Design and construction
- Architect: Muin Xalfa Bobo

= Muin Xalfa Bobo Mausoleum =

19th century monument in Tashkent, Uzbekistan

The Muin Xalfa Bobo Mausoleum (Uzbek: Muin Xalfa Bobo maqbarasi) is a 19th-century architectural monument, a mausoleum in Tashkent, Uzbekistan.

==Location==
The building is located at Karasarayskaya Street, house 89. The tomb was the main structure of a cult complex, which was later lost.

==History==
The circumstances of the construction of the mausoleum were clarified from the words of Athan Kadyrov - a descendant of the buried, born in 1872. Muin-buva came from a peasant from Samarkand, studied in Karshi. He became a master-builder, a guild elder (khalfa) and built a tomb for himself, inviting Samarkand craftsmen to work. According to the words of the questioned old-timers, the construction was completed in 1845 (according to Kadyrov's statements, the building was 125 years old at the time of the inquiry).In the encyclopedia “Tashkent” (2008) it is reported that Muin Khalfa-bobo was an ishan, the date of construction is indicated as 1883, in an earlier edition of the encyclopedia (1983) 1884 was given.

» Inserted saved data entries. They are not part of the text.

impl MemoryHost {
    pub fn new() -> Self {
        Self::from_snapshot(MemorySnapshot::default())
    }

    pub fn from_snapshot(snapshot: MemorySnapshot) -> Self {
        Self {
            state: Mutex::new(snapshot),
            calls: Mutex::new(Vec::new()),
            in_use: Mutex::new(IndexMap::new()),
            lingering: Mutex::new(Vec::new()),
            materializer: None,
        }
    }

    pub fn with_materializer(
        mut self,
        materializer: impl Fn(&str) -> (PhonebookScope, PhonebookSection) + Send + Sync + 'static,
    ) -> Self {
        self.materializer = Some(Arc::new(materializer));
        self
    }

    pub fn snapshot(&self) -> MemorySnapshot {
        self.state.lock().clone()
    }

    /// Mutate host state directly without recording a call.
    pub fn edit(&self, f: impl FnOnce(&mut MemorySnapshot)) {
        f(&mut self.state.lock());
    }

    /// Install a profile as if the OS already had it. Not recorded.
    pub fn install(&self, name: &str, document: &str) {
        let mut state = self.state.lock();
        self.materialize(&mut state, name, document);
    }

    /// Bring up an active connection for `name`. Not recorded.
    pub fn connect(&self, name: &str) -> ConnectionHandle {
        let mut state = self.state.lock();
        Self::push_active(&mut state, name)
    }

    /// Make the next `times` deletes of `name` fail as in-use.
    pub fn script_in_use(&self, name: &str, times: u32) {
        self.in_use.lock().insert(name.to_owned(), times);
    }

    /// Make hangups of `name` leave its connection disconnecting instead
    /// of dropping it.
    pub fn script_lingering(&self, name: &str) {
        self.lingering.lock().push(name.to_owned());
    }

    pub fn calls(&self) -> Vec<HostCall> {
        self.calls.lock().clone()
    }

    pub fn mutations(&self) -> Vec<HostCall> {
        self.calls
            .lock()
            .iter()
            .filter(|c| c.is_mutation())
            .cloned()
            .collect()
    }

    pub fn clear_calls(&self) {
        self.calls.lock().clear();
    }

    fn record(&self, call: HostCall) {
        debug!(?call, "host call");
        self.calls.lock().push(call);
    }

    fn materialize(&self, state: &mut MemorySnapshot, name: &str, document: &str) {
        let (scope, section) = match &self.materializer {
            Some(m) => m(document),
            None => (PhonebookScope::CurrentUser, PhonebookSection::new()),
        };
        state.documents.insert(name.to_owned(), document.to_owned());
        state
            .guids
            .entry(name.to_owned())
            .or_insert_with(Uuid::new_v4);
        state.scope_mut(scope).insert(
            name.to_owned(),
            MemoryEntry {
                section,
                ..MemoryEntry::default()
            },
        );
    }

    fn push_active(state: &mut MemorySnapshot, name: &str) -> ConnectionHandle {
        state.next_handle += 1;
        let handle = ConnectionHandle(state.next_handle);
        state.active.push(ActiveConnection {
            handle,
            name: name.to_owned(),
            status: ConnectionStatus::Connected,
        });
        handle
    }
}
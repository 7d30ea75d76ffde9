use std::fmt;

use serde::{Deserialize, Serialize};

use crate::document::Element;

/// Per-domain name resolution policy (`<DomainNameInformation>`).
///
/// Domain names compare case-insensitively; server lists compare as sets.
#[derive(Debug, Clone, Default, PartialEq, Eq, Serialize, Deserialize)]
pub struct DomainNameInformation {
    pub domain_name: String,
    pub dns_servers: Vec<String>,
    pub web_proxy_servers: Vec<String>,
    pub auto_trigger: bool,
}

fn canonical_list<'a>(values: impl IntoIterator<Item = &'a str>) -> Vec<String> {
    let mut out: Vec<String> = values
        .into_iter()
        .flat_map(|v| v.split([',', ';']))
        .map(str::trim)
        .filter(|v| !v.is_empty())
        .map(str::to_owned)
        .collect();
    out.sort();
    out.dedup();
    out
}

impl DomainNameInformation {
    pub fn new<'a>(
        domain_name: &str,
        dns_servers: impl IntoIterator<Item = &'a str>,
        auto_trigger: bool,
    ) -> Self {
        Self {
            domain_name: domain_name.trim().to_ascii_lowercase(),
            dns_servers: canonical_list(dns_servers),
            web_proxy_servers: Vec::new(),
            auto_trigger,
        }
    }

    pub fn with_web_proxies<'a>(mut self, servers: impl IntoIterator<Item = &'a str>) -> Self {
        self.web_proxy_servers = canonical_list(servers);
        self
    }

    /// `None` when the element has no domain name.
    pub fn from_element(element: &Element) -> Option<Self> {
        let domain = element.child_text("DomainName")?;
        let dns = element.child_text("DnsServers").unwrap_or_default();
        let auto_trigger = element
            .child_text("AutoTrigger")
            .is_some_and(|v| v.eq_ignore_ascii_case("true"));
        let proxies = element.child_text("WebProxyServers").unwrap_or_default();
        Some(Self::new(domain, [dns], auto_trigger).with_web_proxies([proxies]))
    }

    pub fn to_element(&self) -> Element {
        let mut el = Element::new("DomainNameInformation")
            .with(Element::text("DomainName", self.domain_name.as_str()));
        if !self.dns_servers.is_empty() {
            el.push(Element::text("DnsServers", self.dns_servers.join(",")));
        }
        if !self.web_proxy_servers.is_empty() {
            el.push(Element::text(
                "WebProxyServers",
                self.web_proxy_servers.join(","),
            ));
        }
        if self.auto_trigger {
            el.push(Element::flag("AutoTrigger", true));
        }
        el
    }
}

impl fmt::Display for DomainNameInformation {
    fn fmt(&self, f: &mut fmt::Formatter<'_>) -> fmt::Result {
        write!(f, "{} -> [{}]", self.domain_name, self.dns_servers.join(","))?;
        if self.auto_trigger {
            f.write_str(" auto-trigger")?;
        }
        Ok(())
    }
}

#[cfg(test)]
#[allow(clippy::unwrap_used)]
mod tests {
    use super::*;

    #[test]
    fn element_roundtrip_normalizes() {
        let dni = DomainNameInformation::new(".Corp.Contoso.COM", ["10.0.0.2,10.0.0.1"], true);
        assert_eq!(dni.domain_name, ".corp.contoso.com");
        assert_eq!(dni.dns_servers, vec!["10.0.0.1", "10.0.0.2"]);
        assert_eq!(DomainNameInformation::from_element(&dni.to_element()), Some(dni));
    }

    #[test]
    fn missing_domain_is_skipped() {
        let el = Element::new("DomainNameInformation").with(Element::text("DnsServers", "1.1.1.1"));
        assert!(DomainNameInformation::from_element(&el).is_none());
    }
}
// ── Routes ──
//
// A route arrives either as a `<Route>` document element or as a fixed
// 72-hex-character phonebook record. The record is nine 4-byte groups:
//
//   metric | type | prefix | address[0..4] .. address[12..16] | exclusion | reserved
//
// Numeric groups are little-endian dwords (type 2 = IPv4, 23 = IPv6). The
// address bytes are stored in network order. Exclusion is the low byte of a
// little-endian dword.

use std::fmt;
use std::hash::{Hash, Hasher};
use std::net::{IpAddr, Ipv4Addr, Ipv6Addr};

use serde::{Deserialize, Serialize};
use thiserror::Error;

use crate::document::Element;

const RECORD_HEX_LEN: usize = 72;
const TYPE_IPV4: u32 = 2;
const TYPE_IPV6: u32 = 23;

#[derive(Debug, Clone, PartialEq, Eq, Error)]
pub enum RouteError {
    #[error("route record must be {RECORD_HEX_LEN} hex characters, got {0}")]
    WrongLength(usize),

    #[error("route record is not valid hex")]
    NotHex,

    #[error("unknown address type tag {0}")]
    UnknownType(u32),

    #[error("prefix length {prefix} out of range for {address}")]
    InvalidPrefix { address: IpAddr, prefix: u32 },

    #[error("invalid route address '{0}'")]
    InvalidAddress(String),

    #[error("invalid route metric '{0}'")]
    InvalidMetric(String),
}

#[derive(Debug, Clone, Serialize, Deserialize)]
pub struct Route {
    pub address: IpAddr,
    pub prefix: u8,
    #[serde(default = "default_metric")]
    pub metric: u32,
    #[serde(default)]
    pub exclusion: bool,
    /// Free-form label from configuration. Not part of equality.
    #[serde(default, skip_serializing_if = "Option::is_none")]
    pub comment: Option<String>,
}

fn default_metric() -> u32 {
    1
}

fn max_prefix(address: IpAddr) -> u8 {
    match address {
        IpAddr::V4(_) => 32,
        IpAddr::V6(_) => 128,
    }
}

/// Zero the host bits of `address` beyond `prefix`.
pub(crate) fn network(address: IpAddr, prefix: u8) -> IpAddr {
    match address {
        IpAddr::V4(v4) => {
            let mask = u32::MAX.checked_shl(32 - u32::from(prefix)).unwrap_or(0);
            IpAddr::V4(Ipv4Addr::from(u32::from(v4) & mask))
        }
        IpAddr::V6(v6) => {
            let mask = u128::MAX.checked_shl(128 - u32::from(prefix)).unwrap_or(0);
            IpAddr::V6(Ipv6Addr::from(u128::from(v6) & mask))
        }
    }
}

/// Parse `a.b.c.d/n` (or a bare address) into a normalized network.
pub(crate) fn parse_network(text: &str) -> Result<(IpAddr, u8), RouteError> {
    let text = text.trim();
    let (addr, prefix) = match text.split_once('/') {
        Some((a, p)) => (a.trim(), Some(p.trim())),
        None => (text, None),
    };
    let address: IpAddr = addr
        .parse()
        .map_err(|_| RouteError::InvalidAddress(text.to_owned()))?;
    let max = max_prefix(address);
    let prefix = match prefix {
        Some(p) => {
            let value: u32 = p
                .parse()
                .map_err(|_| RouteError::InvalidAddress(text.to_owned()))?;
            u8::try_from(value)
                .ok()
                .filter(|v| *v <= max)
                .ok_or(RouteError::InvalidPrefix {
                    address,
                    prefix: value,
                })?
        }
        None => max,
    };
    Ok((network(address, prefix), prefix))
}

impl Route {
    pub fn new(address: IpAddr, prefix: u8) -> Self {
        Self {
            address: network(address, prefix),
            prefix,
            metric: default_metric(),
            exclusion: false,
            comment: None,
        }
    }

    pub fn parse_cidr(text: &str) -> Result<Self, RouteError> {
        let (address, prefix) = parse_network(text)?;
        Ok(Self::new(address, prefix))
    }

    pub fn excluded(mut self) -> Self {
        self.exclusion = true;
        self
    }

    pub fn with_comment(mut self, comment: impl Into<String>) -> Self {
        self.comment = Some(comment.into());
        self
    }

    pub fn is_ipv4(&self) -> bool {
        self.address.is_ipv4()
    }

    // ── Phonebook record ─────────────────────────────────────────────

    pub fn decode_record(record: &str) -> Result<Self, RouteError> {
        let record = record.trim();
        if record.len() != RECORD_HEX_LEN {
            return Err(RouteError::WrongLength(record.len()));
        }
        let bytes = hex::decode(record).map_err(|_| RouteError::NotHex)?;
        let word = |i: usize| -> [u8; 4] {
            let mut w = [0u8; 4];
            w.copy_from_slice(&bytes[i * 4..i * 4 + 4]);
            w
        };

        let metric = u32::from_le_bytes(word(0));
        let kind = u32::from_le_bytes(word(1));
        let mask = u32::from_le_bytes(word(2));
        let address = match kind {
            TYPE_IPV4 => IpAddr::V4(Ipv4Addr::from(word(3))),
            TYPE_IPV6 => {
                let mut octets = [0u8; 16];
                octets.copy_from_slice(&bytes[12..28]);
                IpAddr::V6(Ipv6Addr::from(octets))
            }
            other => return Err(RouteError::UnknownType(other)),
        };
        let prefix = u8::try_from(mask)
            .ok()
            .filter(|p| *p <= max_prefix(address))
            .ok_or(RouteError::InvalidPrefix {
                address,
                prefix: mask,
            })?;
        let exclusion = word(7)[0] != 0;

        Ok(Self {
            address: network(address, prefix),
            prefix,
            metric,
            exclusion,
            comment: None,
        })
    }

    pub fn encode_record(&self) -> String {
        let mut bytes = Vec::with_capacity(RECORD_HEX_LEN / 2);
        bytes.extend_from_slice(&self.metric.to_le_bytes());
        let (kind, octets) = match self.address {
            IpAddr::V4(v4) => {
                let mut octets = [0u8; 16];
                octets[..4].copy_from_slice(&v4.octets());
                (TYPE_IPV4, octets)
            }
            IpAddr::V6(v6) => (TYPE_IPV6, v6.octets()),
        };
        bytes.extend_from_slice(&kind.to_le_bytes());
        bytes.extend_from_slice(&u32::from(self.prefix).to_le_bytes());
        bytes.extend_from_slice(&octets);
        bytes.extend_from_slice(&u32::from(self.exclusion).to_le_bytes());
        bytes.extend_from_slice(&0u32.to_le_bytes());
        hex::encode_upper(bytes)
    }

    // ── Document element ─────────────────────────────────────────────

    pub fn from_element(element: &Element) -> Result<Self, RouteError> {
        let address = element.child_text("Address").unwrap_or_default();
        let mut route = match element.child_text("PrefixSize") {
            Some(prefix) => Self::parse_cidr(&format!("{address}/{prefix}"))?,
            None => Self::parse_cidr(address)?,
        };
        if let Some(metric) = element.child_text("Metric") {
            route.metric = metric
                .parse()
                .map_err(|_| RouteError::InvalidMetric(metric.to_owned()))?;
        }
        route.exclusion = element
            .child_text("ExclusionRoute")
            .is_some_and(|v| v.eq_ignore_ascii_case("true") || v == "1");
        Ok(route)
    }

    pub fn to_element(&self) -> Element {
        let mut el = Element::new("Route")
            .with(Element::text("Address", self.address.to_string()))
            .with(Element::text("PrefixSize", self.prefix.to_string()));
        if self.exclusion {
            el.push(Element::flag("ExclusionRoute", true));
        }
        el.with(Element::text("Metric", self.metric.to_string()))
    }

    fn key(&self) -> (IpAddr, u8, u32, bool) {
        (self.address, self.prefix, self.metric, self.exclusion)
    }
}

impl fmt::Display for Route {
    fn fmt(&self, f: &mut fmt::Formatter<'_>) -> fmt::Result {
        write!(f, "{}/{}", self.address, self.prefix)?;
        if self.exclusion {
            f.write_str(" (excluded)")?;
        }
        if self.metric != default_metric() {
            write!(f, " metric {}", self.metric)?;
        }
        Ok(())
    }
}

impl PartialEq for Route {
    fn eq(&self, other: &Self) -> bool {
        self.key() == other.key()
    }
}

impl Eq for Route {}

impl Hash for Route {
    fn hash<H: Hasher>(&self, state: &mut H) {
        self.key().hash(state);
    }
}

impl PartialOrd for Route {
    fn partial_cmp(&self, other: &Self) -> Option<std::cmp::Ordering> {
        Some(self.cmp(other))
    }
}

impl Ord for Route {
    fn cmp(&self, other: &Self) -> std::cmp::Ordering {
        self.key().cmp(&other.key())
    }
}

In 2007, the building was renovated. During the renovation, the wall of the iwan for commemorations was decorated by a brigade of ganchkora, a folk master of Uzbekistan Asrol Mukhtarov.

==Architecture==
Muin Khalfa-bobo belongs to the type of single-chamber portal-dome mausoleums. In plan, the structure is rectangular (5.48 × 6.16 meters), includes a single square room (3.05 × 3.05 meters), to which an iwan is attached in front. Above the chamber rises a sphericonical dome, set on a short cylindrical drum, dominating the external appearance of the building. The drum rests on false-spherical sails, formed by horizontal rows of bricks. The lower cubic volume serves as a pedestal for the dome. In the front part of the mausoleum, the continuation of the walls, rising, forms a portal. The configuration of the portal resembles a peshtak, due to the shallow lancet niche and the framing frames in the shape of the letter “P”. The size of the portal arch is 3.43 meters.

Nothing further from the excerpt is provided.